- Born: 9 February 1940 Sutton, Surrey, United Kingdom
- Education: University of London
- Known for: Chief of Division of Fisheries at CSIRO; president of Australian Society for Fish Biology
- Awards: K. Radway Allen Award

= Peter C. Young =

British-born ichthyologist and parasitologist

Peter Colin Young (born 9 February 1940) is a British-born ichthyologist and parasitologist who spent most of his career in Australia. From 1995 to 1997, he served as president of the Australian Society for Fish Biology.

==Early life==

Young was born in Sutton, Surrey, England on 9 February 1940. He studied at the University of London after receiving a scholarship from the county of Surrey, and graduated in 1962 with a BSc majoring in zoology. He completed an Honours in Parasitology at Imperial College London. From 1963 to 1965, Young undertook his PhD at the University of Queensland, Australia. During this time, he accompanied Harold Manter, an expert on Digenean trematodes of fish, who was on sabbatical from the University of Nebraska, on field trips to Heron Island and Stradbroke Island to help catch fish. He had originally planned to study the ecology of Monogenea trematodes and their hosts, but, finding that so many of his specimens were undescribed, decided to become a taxonomist instead. Young published nine papers from his doctoral research.

==Research career==
After completing his PhD, Young became a Scientific Officer at the Commonwealth Bureau of Helminthology at St Albans, England, studying ascaridoids in fish and marine mammals. His study taxa included Contracaecum, Anisakis and Terranova. At the 1969 Oceanology International Conference, he presented a joint paper on the "cod worm" (Terranova) and its potential risks to public health. His research showed that, although grey seals could transmit cod worms to cod, the species they transmitted was not a major risk to humans.

In 1970, Young returned to Australia to work for the Commonwealth Scientific and Industrial Research Organisation (CSIRO), as a research scientist in the Division of Fisheries and Oceanography at Deception Bay, Queensland. He was project leader for the organisation's East Coast Prawn project, studying mortality rates and zoogeography of penaeid prawns. During this period, he also undertook research on coastal and estuarine seagrass communities. From 1975 to 1980, Young led the CSIRO sub-program studying community ecology and pollution. Between 1981 and 1985, he led the CSIRO Living Resources, Temperate Species Group, which, beginning in 1982, also included the Tropical Species Group. His research showed that male lethrinid fish (tropical emperors) are larger than females due to sex change, and not because of differential growth rates. He also showed that sex change occurred in nemipterid species.

Between September 1984 and January 1985, Young was Officer-in-Charge of CSIRO's Division of Fisheries at Cronulla Marine Laboratories in Sydney. In 1985, he was appointed Program Leader of the Fisheries Resources South and Southeast. Between 1990 and 1996, Young was Chief of the CSIRO's Division of Fisheries. (Note: Some sources give the period 1990–1997.) From 1992 to 1996, he served as Director of the Australian Fisheries Management Authority. He was also an Honorary Research Professor at the University of Tasmania from 1993 until his retirement, in 1996.
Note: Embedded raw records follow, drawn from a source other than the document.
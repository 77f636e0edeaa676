//! Temporal filter synthesis.
//!
//! Turns a time specification (a discrete timestamp, a comma-separated
//! list of timestamps, or a list of `start/end` ranges) into a backend
//! filter expression built on `date_trunc`, and installs it on the layer.

use lazy_static::lazy_static;
use pylayer_common::layer::{Expression, Layer};
use regex::Regex;

#[derive(Debug, Clone, Copy, PartialEq, Eq)]
enum TimeResolution {
    Second,
    Minute,
    Hour,
    Day,
    Month,
    Year,
}

impl TimeResolution {
    fn keyword(self) -> &'static str {
        match self {
            TimeResolution::Second => "second",
            TimeResolution::Minute => "minute",
            TimeResolution::Hour => "hour",
            TimeResolution::Day => "day",
            TimeResolution::Month => "month",
            TimeResolution::Year => "year",
        }
    }
}

lazy_static! {
    static ref YEAR: Regex = Regex::new(r"^\d{4}$").unwrap();
    static ref MONTH: Regex = Regex::new(r"^\d{4}-\d{1,2}$").unwrap();
    static ref DAY: Regex = Regex::new(r"^\d{4}-\d{1,2}-\d{1,2}$").unwrap();
    static ref HOUR: Regex = Regex::new(r"^\d{4}-\d{1,2}-\d{1,2}[T ]\d{1,2}$").unwrap();
    static ref MINUTE: Regex =
        Regex::new(r"^\d{4}-\d{1,2}-\d{1,2}[T ]\d{1,2}:\d{1,2}$").unwrap();
    static ref SECOND: Regex =
        Regex::new(r"^\d{4}-\d{1,2}-\d{1,2}[T ]\d{1,2}:\d{1,2}:\d{1,2}(\.\d+)?$").unwrap();
}

/// Classify a timestamp's resolution from its textual shape.
fn resolution(timestamp: &str) -> Option<TimeResolution> {
    if YEAR.is_match(timestamp) {
        Some(TimeResolution::Year)
    } else if MONTH.is_match(timestamp) {
        Some(TimeResolution::Month)
    } else if DAY.is_match(timestamp) {
        Some(TimeResolution::Day)
    } else if HOUR.is_match(timestamp) {
        Some(TimeResolution::Hour)
    } else if MINUTE.is_match(timestamp) {
        Some(TimeResolution::Minute)
    } else if SECOND.is_match(timestamp) {
        Some(TimeResolution::Second)
    } else {
        None
    }
}

/// Pad a partial timestamp so `date_trunc` accepts it: `2004` becomes
/// `2004-01-01`, `2004-01-01 15` becomes `2004-01-01 15:00:00`.
fn complete(timestamp: &str, resolution: TimeResolution) -> String {
    let mut completed = timestamp.to_string();
    match resolution {
        TimeResolution::Year => {
            if completed.ends_with('-') {
                completed.push_str("01-01");
            } else {
                completed.push_str("-01-01");
            }
        }
        TimeResolution::Month => {
            if completed.ends_with('-') {
                completed.push_str("01");
            } else {
                completed.push_str("-01");
            }
        }
        TimeResolution::Hour => {
            if completed.ends_with(':') {
                completed.push_str("00:00");
            } else {
                completed.push_str(":00:00");
            }
        }
        TimeResolution::Minute => {
            if completed.ends_with(':') {
                completed.push_str("00");
            } else {
                completed.push_str(":00");
            }
        }
        TimeResolution::Day | TimeResolution::Second => {}
    }
    completed
}

fn truncated(resolution: TimeResolution, field: &str) -> String {
    format!("date_trunc('{}', {})", resolution.keyword(), field)
}

/// Synthesize a temporal filter expression and install it on the layer.
///
/// Returns false, leaving the layer untouched, when the specification
/// cannot be interpreted. An existing expression-typed filter is preserved
/// by prefixing `(<old>) and ` onto the synthesized expression.
pub fn apply_time_filter(layer: &mut Layer, timestring: &str, timefield: &str) -> bool {
    if timestring.is_empty() || timefield.is_empty() {
        return false;
    }

    let discrete = !timestring.contains(',') && !timestring.contains('/');
    let probe = if discrete {
        timestring.trim().to_string()
    } else {
        let Some(first) = timestring.split(',').map(str::trim).find(|s| !s.is_empty()) else {
            return false;
        };
        let tokens: Vec<&str> = first.split('/').collect();
        match tokens.len() {
            2 => tokens[0].trim().to_string(),
            1 => first.to_string(),
            _ => return false,
        }
    };
    let Some(resolution) = resolution(&probe) else {
        return false;
    };

    let prefix = match &layer.filter {
        Some(filter) if filter.is_expression => format!("({}) and ", filter.text),
        _ => String::new(),
    };

    let body = if discrete {
        format!(
            "({} = '{}')",
            truncated(resolution, timefield),
            complete(timestring.trim(), resolution)
        )
    } else {
        let entries: Vec<&str> = timestring
            .split(',')
            .map(str::trim)
            .filter(|entry| !entry.is_empty())
            .collect();
        if entries.is_empty() {
            return false;
        }
        let ranged = entries[0].split('/').count() == 2;
        let terms: Vec<String> = if ranged {
            entries
                .iter()
                .filter_map(|entry| {
                    let tokens: Vec<&str> = entry.split('/').collect();
                    if tokens.len() != 2 {
                        return None;
                    }
                    Some(format!(
                        "({} >= '{}' AND {} <= '{}')",
                        truncated(resolution, timefield),
                        complete(tokens[0].trim(), resolution),
                        truncated(resolution, timefield),
                        complete(tokens[1].trim(), resolution)
                    ))
                })
                .collect()
        } else {
            entries
                .iter()
                .map(|entry| {
                    format!(
                        "({} = '{}')",
                        truncated(resolution, timefield),
                        complete(entry, resolution)
                    )
                })
                .collect()
        };
        if terms.is_empty() {
            return false;
        }
        format!("({})", terms.join(" OR "))
    };

    layer.filter_item = Some(timefield.to_string());
    layer.filter = Some(Expression::expression(format!("{prefix}{body}")));
    true
}

#[cfg(test)]
mod tests {
    use pylayer_common::layer::LayerType;

    use super::*;

    fn layer() -> Layer {
        Layer::new("events", LayerType::Point)
    }

    fn installed(layer: &Layer) -> &str {
        layer.filter.as_ref().map(|f| f.text.as_str()).unwrap_or("")
    }

    #[test]
    fn discrete_day() {
        let mut layer = layer();
        assert!(apply_time_filter(&mut layer, "2004-08-06", "ts"));
        assert_eq!(installed(&layer), "(date_trunc('day', ts) = '2004-08-06')");
        assert_eq!(layer.filter_item.as_deref(), Some("ts"));
    }

    #[test]
    fn partial_timestamps_are_completed() {
        let mut layer = layer();
        assert!(apply_time_filter(&mut layer, "2004", "ts"));
        assert_eq!(installed(&layer), "(date_trunc('year', ts) = '2004-01-01')");

        let mut layer = self::layer();
        assert!(apply_time_filter(&mut layer, "2004-08", "ts"));
        assert_eq!(installed(&layer), "(date_trunc('month', ts) = '2004-08-01')");

        let mut layer = self::layer();
        assert!(apply_time_filter(&mut layer, "2004-08-06 15", "ts"));
        assert_eq!(
            installed(&layer),
            "(date_trunc('hour', ts) = '2004-08-06 15:00:00')"
        );

        let mut layer = self::layer();
        assert!(apply_time_filter(&mut layer, "2004-08-06 15:30", "ts"));
        assert_eq!(
            installed(&layer),
            "(date_trunc('minute', ts) = '2004-08-06 15:30:00')"
        );
    }

    #[test]
    fn range_specifications_become_bounded_terms() {
        let mut layer = layer();
        assert!(apply_time_filter(
            &mut layer,
            "2004-01-01/2004-02-01",
            "ts"
        ));
        assert_eq!(
            installed(&layer),
            "((date_trunc('day', ts) >= '2004-01-01' AND date_trunc('day', ts) <= '2004-02-01'))"
        );

        let mut layer = self::layer();
        assert!(apply_time_filter(
            &mut layer,
            "2004-01-01/2004-02-01,2004-03-01/2004-04-01",
            "ts"
        ));
        assert_eq!(
            installed(&layer),
            "((date_trunc('day', ts) >= '2004-01-01' AND date_trunc('day', ts) <= '2004-02-01') \
             OR (date_trunc('day', ts) >= '2004-03-01' AND date_trunc('day', ts) <= '2004-04-01'))"
        );
    }

    #[test]
    fn multiple_discrete_times_become_alternatives() {
        let mut layer = layer();
        assert!(apply_time_filter(&mut layer, "2004-01-01,2004-02-03", "ts"));
        assert_eq!(
            installed(&layer),
            "((date_trunc('day', ts) = '2004-01-01') OR (date_trunc('day', ts) = '2004-02-03'))"
        );
    }

    #[test]
    fn existing_expression_filter_is_preserved() {
        let mut layer = layer();
        layer.filter = Some(Expression::expression("status = 'open'"));
        assert!(apply_time_filter(&mut layer, "2004-08-06", "ts"));
        assert_eq!(
            installed(&layer),
            "(status = 'open') and (date_trunc('day', ts) = '2004-08-06')"
        );
    }

    #[test]
    fn string_filters_are_replaced_not_composed() {
        let mut layer = layer();
        layer.filter = Some(Expression::string_match("open"));
        assert!(apply_time_filter(&mut layer, "2004-08-06", "ts"));
        assert_eq!(installed(&layer), "(date_trunc('day', ts) = '2004-08-06')");
    }

    #[test]
    fn malformed_specifications_leave_the_layer_untouched() {
        let mut layer = layer();
        assert!(!apply_time_filter(&mut layer, "", "ts"));
        assert!(!apply_time_filter(&mut layer, "2004-08-06", ""));
        assert!(!apply_time_filter(&mut layer, "yesterday", "ts"));
        assert!(!apply_time_filter(&mut layer, "2004-01-01/2004-02-01/2004-03-01", "ts"));
        assert!(layer.filter.is_none());
        assert!(layer.filter_item.is_none());
    }
}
From 1995 to 1997, Young served as the 16th President of the Australian Society for Fish Biology. He became a CSIRO Special Research Fellow in 1997. During his career, Young authored or co-authored at least 50 research papers and wrote or edited nine significant books. In 1992, Young donated his 536-specimen collection of monogeneid trematodes, most of which had been collected in Queensland waters, to the Queensland Museum. He retired to a 12-acre property on the outskirts of Brisbane, Queensland, where his hobbies include playing the violin and replanting rainforest on his property.

==Awards and honours==
In 1995, the Australian Society for Fish Biology awarded Young the inaugural K. Radway Allen Award, the society's highest honour, to recognise his achievements in fish and fisheries research.